The pySELECT tool shows contamination hotspots based on source location and watershed hydrology, which can enable watershed managers to more effectively apply best management practices for watershed remediation. The previous version of SELECT did not show whether potential E. coli loads would be transported into a waterbody; therefore, it was possible that potential hotspot areas did not contribute microbial contamination.

Because pySELECT uses publicly available input data, it can be applied in areas without specific data on OWTS and household locations, such as most rural areas. Additionally, pySELECT has customizable inputs, which enables the user to make the model more representative of their study area. The tool can be applied to any watershed in the United States where a CCN GIS layer is available.

4.2. Limitations

The tool currently includes several hardcoded parameters: NLCD land use values, hydrologic soil groups, and curve numbers. These hard-coded parameters decrease the versatility of the script, limiting inputs to those only with the proper classification system. Another limitation is the amount of preprocessing required for the input layers. Shapefiles require a spatial projection with a linear unit of meters. Otherwise, the population distribution grid, which is calculated for meters, would be inaccurate. Also, the census shapefile requires specific attributes: Population field and household field, which contain the population and number of households per census block, respectively. Lastly, the soil shapefile (input for the potential E. coli load module for OWTS) requires the drainfield limitation class field in the attribute table. Future development of pySELECT will focus on increasing user flexibility by removing hard-coded values and broadening the types of allowable input.

As a simple tool, pySELECT does not simulate the complex processes typically used in watershed bacterial models. The tool was design with ease of use as a priority. Therefore, E. coli growth and die-off are not accounted for in pySELECT. In-stream bacteria concentrations are spatially and temporally variable, which contributes to the difficulty in modeling bacteria [3,5]. However, pySELECT results provide a snapshot of potential E. coli loads [9].

5. Conclusions

To include pollutant connectivity and better estimations of domestic source contributions, an updated version of SELECT, pySELECT, was programmed in Python.

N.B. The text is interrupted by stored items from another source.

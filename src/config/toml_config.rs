use crate::config::constants::{DEFAULT_GAS_PRICE, DEFAULT_OUTPUT_FILE, DEFAULT_PEM_PATH};
use crate::utils::error::{MinterError, Result};
use crate::utils::validation::{self, Validate};
use regex::Regex;
use serde::{Deserialize, Serialize};
use std::path::Path;

#[derive(Debug, Clone, Copy, Default, PartialEq, Eq, Serialize, Deserialize)]
#[serde(rename_all = "lowercase")]
pub enum Chain {
    #[default]
    Devnet,
    Testnet,
    Mainnet,
}

impl Chain {
    pub fn chain_id(&self) -> &'static str {
        match self {
            Chain::Devnet => "D",
            Chain::Testnet => "T",
            Chain::Mainnet => "1",
        }
    }

    pub fn default_gateway_url(&self) -> &'static str {
        match self {
            Chain::Devnet => "https://devnet-gateway.multiversx.com",
            Chain::Testnet => "https://testnet-gateway.multiversx.com",
            Chain::Mainnet => "https://gateway.multiversx.com",
        }
    }

    pub fn default_explorer_url(&self) -> &'static str {
        match self {
            Chain::Devnet => "https://devnet-explorer.multiversx.com",
            Chain::Testnet => "https://testnet-explorer.multiversx.com",
            Chain::Mainnet => "https://explorer.multiversx.com",
        }
    }
}

#[derive(Debug, Clone, Default, Serialize, Deserialize)]
#[serde(default)]
pub struct MinterConfig {
    pub network: NetworkConfig,
    pub wallet: WalletConfig,
    pub contract: ContractConfig,
}

#[derive(Debug, Clone, Serialize, Deserialize)]
#[serde(default)]
pub struct NetworkConfig {
    pub chain: Chain,
    pub gateway_url: Option<String>,
    pub explorer_url: Option<String>,
    pub gas_price: u64,
    pub timeout_seconds: u64,
    pub poll_interval_ms: u64,
    pub max_poll_attempts: u32,
}

impl Default for NetworkConfig {
    fn default() -> Self {
        Self {
            chain: Chain::default(),
            gateway_url: None,
            explorer_url: None,
            gas_price: DEFAULT_GAS_PRICE,
            timeout_seconds: 30,
            poll_interval_ms: 6_000,
            max_poll_attempts: 30,
        }
    }
}

#[derive(Debug, Clone, Serialize, Deserialize)]
#[serde(default)]
pub struct WalletConfig {
    pub pem_path: String,
}

impl Default for WalletConfig {
    fn default() -> Self {
        Self {
            pem_path: DEFAULT_PEM_PATH.to_string(),
        }
    }
}

#[derive(Debug, Clone, Serialize, Deserialize)]
#[serde(default)]
pub struct ContractConfig {
    /// Used when the deploy output file has no address.
    pub address: Option<String>,
    pub output_file: String,
}

impl Default for ContractConfig {
    fn default() -> Self {
        Self {
            address: None,
            output_file: DEFAULT_OUTPUT_FILE.to_string(),
        }
    }
}

impl MinterConfig {
    pub fn from_file<P: AsRef<Path>>(path: P) -> Result<Self> {
        let content = std::fs::read_to_string(&path).map_err(MinterError::IoError)?;
        Self::from_toml_str(&content)
    }

    /// Missing file means defaults; anything else must parse.
    pub fn load_or_default<P: AsRef<Path>>(path: P) -> Result<Self> {
        let path = path.as_ref();
        if !path.exists() {
            tracing::debug!("No config at {}, using defaults", path.display());
            return Ok(Self::default());
        }
        Self::from_file(path)
    }

    pub fn from_toml_str(content: &str) -> Result<Self> {
        // 處理環境變數替換
        let processed_content = Self::substitute_env_vars(content)?;

        toml::from_str(&processed_content).map_err(|e| MinterError::ConfigError {
            message: format!("TOML parsing error: {}", e),
        })
    }

    /// Replaces `${VAR}` with the environment value; unknown variables stay as written.
    fn substitute_env_vars(content: &str) -> Result<String> {
        let re = Regex::new(r"\$\{([^}]+)\}").map_err(|e| MinterError::ConfigError {
            message: e.to_string(),
        })?;

        let result = re.replace_all(content, |caps: &regex::Captures| {
            let var_name = &caps[1];
            std::env::var(var_name).unwrap_or_else(|_| format!("${{{}}}", var_name))
        });

        Ok(result.to_string())
    }

    pub fn gateway_url(&self) -> &str {
        self.network
            .gateway_url
            .as_deref()
            .unwrap_or_else(|| self.network.chain.default_gateway_url())
    }

    pub fn explorer_url(&self) -> &str {
        self.network
            .explorer_url
            .as_deref()
            .unwrap_or_else(|| self.network.chain.default_explorer_url())
    }

    pub fn chain_id(&self) -> &'static str {
        self.network.chain.chain_id()
    }
}

impl Validate for MinterConfig {
    fn validate(&self) -> Result<()> {
        // 驗證閘道與瀏覽器 URL
        validation::validate_url("network.gateway_url", self.gateway_url())?;
        validation::validate_url("network.explorer_url", self.explorer_url())?;
        // 驗證數值設定
        validation::validate_positive_number("network.gas_price", self.network.gas_price, 1)?;
        validation::validate_positive_number(
            "network.timeout_seconds",
            self.network.timeout_seconds,
            1,
        )?;
        validation::validate_positive_number(
            "network.max_poll_attempts",
            self.network.max_poll_attempts.into(),
            1,
        )?;
        // 驗證檔案路徑
        validation::validate_path("wallet.pem_path", &self.wallet.pem_path)?;
        validation::validate_path("contract.output_file", &self.contract.output_file)?;
        Ok(())
    }
}
use async_trait::async_trait;
use sft_minter::core::dispatch::MinterCommand;
use sft_minter::domain::model::{
    Account, Address, Session, SmartContract, Transaction, TransactionStatus, TxHash,
};
use sft_minter::domain::ports::{
    ContractAddressResolver, NetworkProvider, Prompter, SessionSetup, TransactionSigner,
};
use sft_minter::{FlowOutcome, MinterError, Result, SftMinter};
use std::collections::VecDeque;
use std::sync::atomic::{AtomicUsize, Ordering};
use std::sync::{Arc, Mutex};

const WALLET: &str = "erd1qyu5wthldzr8wx5c9ucg8kjagg0jfs53s8nr3zpz3hypefsdd8ssycr6th";
const CONTRACT: &str = "erd1qqqqqqqqqqqqqpgq7ykazrzd905zvnlr88dpfw06677lxe9w0n4suz00uh";

struct ScriptedPrompter {
    answers: VecDeque<String>,
    asked: Vec<String>,
    rejections: Vec<String>,
}

impl ScriptedPrompter {
    fn new(answers: &[&str]) -> Self {
        Self {
            answers: answers.iter().map(|a| a.to_string()).collect(),
            asked: Vec::new(),
            rejections: Vec::new(),
        }
    }
}

impl Prompter for ScriptedPrompter {
    fn ask(&mut self, label: &str) -> Result<Option<String>> {
        self.asked.push(label.to_string());
        Ok(self.answers.pop_front())
    }

    fn reject(&mut self, message: &str) -> Result<()> {
        self.rejections.push(message.to_string());
        Ok(())
    }
}

struct FixedResolver(Option<&'static str>);

impl ContractAddressResolver for FixedResolver {
    fn resolve(&self) -> Result<Address> {
        match self.0 {
            Some(address) => Address::parse(address),
            None => Err(MinterError::SessionError {
                message: "no contract deployed".to_string(),
            }),
        }
    }
}

struct StubSigner(Address);

impl TransactionSigner for StubSigner {
    fn address(&self) -> &Address {
        &self.0
    }

    fn sign(&self, _transaction: &Transaction) -> Result<String> {
        Ok("00".repeat(64))
    }
}

#[derive(Clone, Default)]
struct NetworkLog {
    setups: Arc<AtomicUsize>,
    sent: Arc<Mutex<Vec<Transaction>>>,
}

struct StubProvider {
    log: NetworkLog,
    send_error: Option<&'static str>,
}

#[async_trait]
impl NetworkProvider for StubProvider {
    async fn get_account_nonce(&self, _address: &Address) -> Result<u64> {
        Ok(11)
    }

    async fn send_transaction(&self, transaction: &Transaction) -> Result<TxHash> {
        self.log.sent.lock().unwrap().push(transaction.clone());
        match self.send_error {
            Some(message) => Err(MinterError::GatewayError {
                message: message.to_string(),
            }),
            None => Ok(TxHash("c0ffee".to_string())),
        }
    }

    async fn await_completed(&self, _hash: &TxHash) -> Result<TransactionStatus> {
        Ok(TransactionStatus("success".to_string()))
    }
}

struct StubSetup {
    log: NetworkLog,
    send_error: Option<&'static str>,
}

#[async_trait]
impl SessionSetup for StubSetup {
    async fn setup(&self, contract_address: &Address) -> Result<Session> {
        self.log.setups.fetch_add(1, Ordering::SeqCst);
        let wallet = Address::parse(WALLET)?;
        Ok(Session {
            contract: SmartContract {
                address: contract_address.clone(),
                chain_id: "D".to_string(),
                gas_price: 1_000_000_000,
            },
            account: Account {
                address: wallet.clone(),
                nonce: 11,
            },
            signer: Box::new(StubSigner(wallet)),
            provider: Box::new(StubProvider {
                log: self.log.clone(),
                send_error: self.send_error,
            }),
            explorer_url: "https://devnet-explorer.multiversx.com".to_string(),
        })
    }
}

fn minter(
    answers: &[&str],
    send_error: Option<&'static str>,
) -> (SftMinter<ScriptedPrompter, FixedResolver, StubSetup>, NetworkLog) {
    let log = NetworkLog::default();
    let setup = StubSetup {
        log: log.clone(),
        send_error,
    };
    (
        SftMinter::new(ScriptedPrompter::new(answers), FixedResolver(Some(CONTRACT)), setup),
        log,
    )
}

#[tokio::test]
async fn test_short_token_name_never_reaches_confirmation() {
    let (mut minter, log) = minter(&["AB"], None);

    let outcome = minter.issue_collection_token().await;

    assert!(matches!(outcome, FlowOutcome::Aborted));
    assert_eq!(
        minter.prompter().rejections,
        vec!["Length between 3 and 20 characters!"]
    );
    assert!(!minter
        .prompter()
        .asked
        .iter()
        .any(|label| label.starts_with("Are you sure")));
    assert_eq!(log.setups.load(Ordering::SeqCst), 0);
}

#[tokio::test]
async fn test_declined_confirmation_builds_and_sends_nothing() {
    let (mut minter, log) = minter(&["MyToken1", "MYTOKEN1", "no"], None);

    let outcome = minter.issue_collection_token().await;

    assert!(matches!(outcome, FlowOutcome::Aborted));
    assert_eq!(outcome.exit_code(), 0);
    assert!(minter.prompter().rejections.is_empty());
    assert_eq!(log.setups.load(Ordering::SeqCst), 0);
    assert!(log.sent.lock().unwrap().is_empty());
}

#[tokio::test]
async fn test_empty_confirmation_aborts_set_roles() {
    let (mut minter, log) = minter(&[""], None);

    let outcome = minter.run(MinterCommand::SetRoles).await;

    assert!(matches!(outcome, FlowOutcome::Aborted));
    assert_eq!(minter.prompter().asked.len(), 1);
    assert!(log.sent.lock().unwrap().is_empty());
}

#[tokio::test]
async fn test_issue_collection_token_sends_one_transaction() {
    let (mut minter, log) = minter(&["MyToken1", "MYTOKEN1", "y"], None);

    let outcome = minter.run(MinterCommand::IssueCollectionToken).await;

    match outcome {
        FlowOutcome::Submitted(result) => assert_eq!(result.hash, TxHash("c0ffee".to_string())),
        other => panic!("unexpected outcome: {:?}", other),
    }
    let sent = log.sent.lock().unwrap();
    assert_eq!(sent.len(), 1);
    assert_eq!(sent[0].receiver.as_str(), CONTRACT);
    assert_eq!(sent[0].nonce, 11);
    assert_eq!(sent[0].gas_limit, 60_000_000);
    assert_eq!(sent[0].value.to_string(), "50000000000000000");
    assert_eq!(
        sent[0].decoded_data().as_deref(),
        Some(format!("issueToken@{}@{}", hex::encode("MyToken1"), hex::encode("MYTOKEN1")).as_str())
    );
}

#[tokio::test]
async fn test_create_passes_all_eight_values_in_order() {
    let (mut minter, log) = minter(
        &[
            "Concert",
            "0.5",
            "bafyCID",
            "meta.json",
            "1000",
            "5.5",
            "art,sft",
            "ipfs://a",
            "yes",
        ],
        None,
    );

    let outcome = minter.create().await;

    assert!(matches!(outcome, FlowOutcome::Submitted(_)));
    assert_eq!(log.setups.load(Ordering::SeqCst), 1);

    let sent = log.sent.lock().unwrap();
    assert_eq!(sent.len(), 1);
    assert_eq!(sent[0].gas_limit, 20_000_000);
    assert_eq!(sent[0].value.to_string(), "0");

    let expected = [
        "createToken".to_string(),
        hex::encode("Concert"),
        "06f05b59d3b20000".to_string(),
        hex::encode("bafyCID"),
        hex::encode("meta.json"),
        "03e8".to_string(),
        "0226".to_string(),
        hex::encode("art,sft"),
        hex::encode("ipfs://a"),
    ]
    .join("@");
    assert_eq!(sent[0].decoded_data(), Some(expected));
}

#[tokio::test]
async fn test_create_reprompts_invalid_numbers() {
    let (mut minter, log) = minter(
        &[
            "Concert", "-1", "0.5", "bafyCID", "meta.json", "0", "1000", "101", "", "art",
            "", "ipfs://a", "y",
        ],
        None,
    );

    let outcome = minter.create().await;

    assert!(matches!(outcome, FlowOutcome::Submitted(_)));
    assert_eq!(
        minter.prompter().rejections,
        vec![
            "Required and greater than 0!",
            "Required whole number, min 1!",
            "Should be a number in range 0-100",
            "Requires at least one address!",
        ]
    );
    let data = log.sent.lock().unwrap()[0].decoded_data().unwrap();
    // omitted royalties
    assert!(data.contains(&format!("@03e8@@{}@", hex::encode("art"))));
}

#[tokio::test]
async fn test_create_reprompts_prices_that_do_not_fit_the_denomination() {
    let (mut minter, log) = minter(
        &[
            "Concert",
            "0.0000000000000000001",
            "1000000000000000000000",
            "0.000000000000000001",
            "bafyCID",
            "meta.json",
            "1",
            "",
            "art",
            "ipfs://a",
            "y",
        ],
        None,
    );

    let outcome = minter.create().await;

    assert!(matches!(outcome, FlowOutcome::Submitted(_)));
    assert_eq!(
        minter.prompter().rejections,
        vec!["Required and greater than 0!", "Required and greater than 0!"]
    );
    let data = log.sent.lock().unwrap()[0].decoded_data().unwrap();
    // one smallest unit
    assert!(data.starts_with(&format!("createToken@{}@01@", hex::encode("Concert"))));
}

#[tokio::test]
async fn test_submission_error_is_reported_without_retry() {
    let (mut minter, log) = minter(&["y"], Some("insufficient funds"));

    let outcome = minter.set_roles().await;

    match &outcome {
        FlowOutcome::Failed(message) => assert!(message.contains("insufficient funds")),
        other => panic!("unexpected outcome: {:?}", other),
    }
    assert_eq!(outcome.exit_code(), 1);
    assert_eq!(log.sent.lock().unwrap().len(), 1);
}

#[tokio::test]
async fn test_unresolvable_contract_fails_before_session() {
    let log = NetworkLog::default();
    let setup = StubSetup {
        log: log.clone(),
        send_error: None,
    };
    let mut minter = SftMinter::new(ScriptedPrompter::new(&["y"]), FixedResolver(None), setup);

    let outcome = minter.set_roles().await;

    match outcome {
        FlowOutcome::Failed(message) => assert!(message.contains("no contract deployed")),
        other => panic!("unexpected outcome: {:?}", other),
    }
    assert_eq!(log.setups.load(Ordering::SeqCst), 0);
}
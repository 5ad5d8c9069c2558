pub mod adapters;
pub mod config;
pub mod core;
pub mod domain;
pub mod utils;

#[cfg(feature = "cli")]
pub use crate::config::CliArgs;
pub use crate::config::{MinterConfig, OutputOrConfigResolver};

pub use crate::adapters::{GatewayProvider, NetworkSessionSetup, PemSigner, TerminalPrompter};
pub use crate::core::dispatch::{dispatch, MinterCommand, UsageError, USAGE_EXIT_CODE};
pub use crate::core::flows::{FlowOutcome, SftMinter};
pub use crate::utils::error::{MinterError, Result};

Updates included a graphical user interface and four modules: Potential E. coli load modules for dogs and OWTS, a rainfall runoff (USDA-NRCS curve number) module, and an E. coli transport module. The pySELECT results from the potential E. coli load modules for dogs and OWTS were verified with manual calculations for the Lavon Lake watershed case study. The curve number and E. coli transport modules simulate the transport of potential E. coli loads from dog and OWTS sources. Versatile and easy to use, pySELECT can be applied to almost any area of interest in the United States with publicly available input data layers. Watershed managers can use pySELECT to focus best management practices on the specific areas and fecal sources that contribute fecal contamination into a waterbody.